Many personal care products, such as soaps, creams and deodorants, are labeled as “unscented” because the product has no discernible smell.  In the cosmetics industry, the term “unscented” often means that the product contains masking agents (including some fragrances) that cover unpleasant odors from the ingredients, thus making the product neutral or unscented.

But like the term “all natural,” “unscented” has no official definition.  And this is where the problem arises.

Plaintiffs’ lawyers are attempting to seize on an ostensible ambiguity in the term “unscented,” arguing that consumers interpret it to mean that the product contains no fragrance whatsoever.  They then point to the ingredient disclosures for these products, which are required to disclose that the product includes “fragrance” (even if only used as a masking agent) and assert that the product is mislabeled.  The letters and complaints demand that the manufacturer remove the term “unscented” and refund consumers’ money.  Not surprisingly, they also demand attorneys’ fees.

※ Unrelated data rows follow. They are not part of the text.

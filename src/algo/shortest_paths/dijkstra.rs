use bitvec::prelude::*;

use crate::core::{Neighbors, Weight};

use super::Error;

pub(super) struct RawShortestPaths<W> {
    pub dist: Vec<Option<W>>,
    pub pred: Vec<Option<usize>>,
}

pub(super) fn dijkstra<G, W>(graph: &G, source: usize) -> Result<RawShortestPaths<W>, Error>
where
    G: Neighbors<Weight = W>,
    W: Weight,
{
    let n = graph.vertex_bound();

    let mut visited = bitvec![0; n];
    let mut dist = vec![None; n];
    let mut pred = vec![None; n];

    dist[source] = Some(W::zero());

    while let Some(vertex) = min_distance(&dist, &visited) {
        visited.set(vertex, true);

        let vertex_dist = match dist[vertex].clone() {
            Some(vertex_dist) => vertex_dist,
            None => break,
        };

        for (next, edge_dist) in graph.neighbors(vertex) {
            // `is_unsigned` is a constant, so the comparison is compiled out
            // for unsigned weights.
            if !W::is_unsigned() && *edge_dist < W::zero() {
                return Err(Error::NegativeWeight);
            }

            if visited[next] {
                continue;
            }

            let next_dist = match vertex_dist.clone().checked_add(edge_dist.clone()) {
                Some(next_dist) => next_dist,
                None => return Err(Error::DistanceOverflow),
            };

            // Relaxation.
            let improves = match &dist[next] {
                Some(curr_dist) => next_dist < *curr_dist,
                None => true,
            };

            if improves {
                dist[next] = Some(next_dist);
                pred[next] = Some(vertex);
            }
        }
    }

    Ok(RawShortestPaths { dist, pred })
}

// Unvisited vertex with the smallest finite distance. Ties are broken by the
// smallest index.
fn min_distance<W: Weight>(dist: &[Option<W>], visited: &BitSlice) -> Option<usize> {
    let mut min: Option<(usize, &W)> = None;

    for (index, vertex_dist) in dist.iter().enumerate() {
        if visited[index] {
            continue;
        }

        if let Some(vertex_dist) = vertex_dist {
            match min {
                Some((_, min_dist)) if vertex_dist >= min_dist => {}
                _ => min = Some((index, vertex_dist)),
            }
        }
    }

    min.map(|(index, _)| index)
}
use std::fmt;

use thiserror::Error;

#[derive(Debug, Clone, Copy, Error, PartialEq, Eq)]
#[error("vertex does not exist")]
pub struct VertexNotFound;

#[derive(Debug, Error, PartialEq)]
#[error("adding edge failed: {kind}")]
pub struct AddEdgeError<W> {
    pub weight: W,
    pub kind: AddEdgeErrorKind,
}

impl<W> AddEdgeError<W> {
    pub fn new(weight: W, kind: AddEdgeErrorKind) -> Self {
        Self { weight, kind }
    }

    /// Returns `true` if the edge was rejected because one of its endpoints is
    /// not in the graph.
    pub fn is_vertex_not_found(&self) -> bool {
        matches!(
            self.kind,
            AddEdgeErrorKind::SourceAbsent | AddEdgeErrorKind::DestinationAbsent
        )
    }
}

#[derive(Debug, Clone, Copy, PartialEq, Eq, Hash)]
pub enum AddEdgeErrorKind {
    SourceAbsent,
    DestinationAbsent,
    InvalidWeight,
}

impl fmt::Display for AddEdgeErrorKind {
    fn fmt(&self, f: &mut fmt::Formatter<'_>) -> fmt::Result {
        let reason = match self {
            AddEdgeErrorKind::SourceAbsent => "source does not exist",
            AddEdgeErrorKind::DestinationAbsent => "destination does not exist",
            AddEdgeErrorKind::InvalidWeight => "the weight is reserved for absent edges",
        };
        f.write_str(reason)
    }
}

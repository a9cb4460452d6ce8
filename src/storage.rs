//! Building blocks of the graph representation.
//!
//! The [`Graph`](crate::graph::Graph) composes a [`VertexIndex`], which maps
//! vertex values to dense indices, and an [`AdjMatrix`], which holds the edge
//! weights addressed by these indices. Both are kept in lock-step: removing a
//! vertex compacts the indices in the mapping and the rows and columns in the
//! matrix at once.
//!
//! |                | complexity     |
//! |----------------|----------------|
//! | add vertex     | _O*(V)_        |
//! | add edge       | _O(log V)_     |
//! | get neighbors  | _O(V)_         |
//! | lookup vertex  | _O(log V)_     |
//! | lookup edge    | _O(log V)_     |
//! | remove vertex  | _O(V²)_        |
//! | remove edge    | _O(log V)_     |
//! | space          | _O(V²)_        |
//!
//! * _V_ – vertex count
//! * _O*(..)_ – amortized complexity

pub mod adj_matrix;
pub mod vertex_index;

#[doc(inline)]
pub use self::{adj_matrix::AdjMatrix, vertex_index::VertexIndex};
pub mod shortest_paths;

pub use shortest_paths::ShortestPaths;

Like many of the “all natural” cases, plaintiffs appear to face several significant hurdles in this recent wave of “unscented” litigation:

  • Plaintiffs’ proposed definition of “unscented” – i.e., that it means the product contains no fragrance – conflicts with common dictionary definitions, as well as industry definitions, of “unscented.”
  • Plaintiffs’ claims read “unscented” as if it means “fragrance free,” which is a distinct term with its own meaning.
  • Plaintiffs’ strained definition of the term “unscented” will make it difficult to demonstrate that reasonable consumers would be misled and makes any attempt at class certification an uphill battle.
  • To support their claims, plaintiffs will likely need to come forward with survey evidence to support their proposed definition of “unscented,” which is an expensive, and likely futile, exercise.
  • Plaintiffs will need to find a way to deal with consumers’ common practice of reviewing ingredient labels and/or “smell testing” products in stores before deciding to buy.
  • Plaintiffs’ demand that companies return the entire purchase price ignores basic damages and restitution principles and would result in an unjustified windfall for consumers who used the product.

The bottom line is that consumer products companies have several strong defenses to this new wave of “unscented” class actions.  That said, the cases will be expensive to defend.  These companies may wish to reevaluate their use of the term “unscented” to determine whether it is worth the risk associated with this new litigation trend.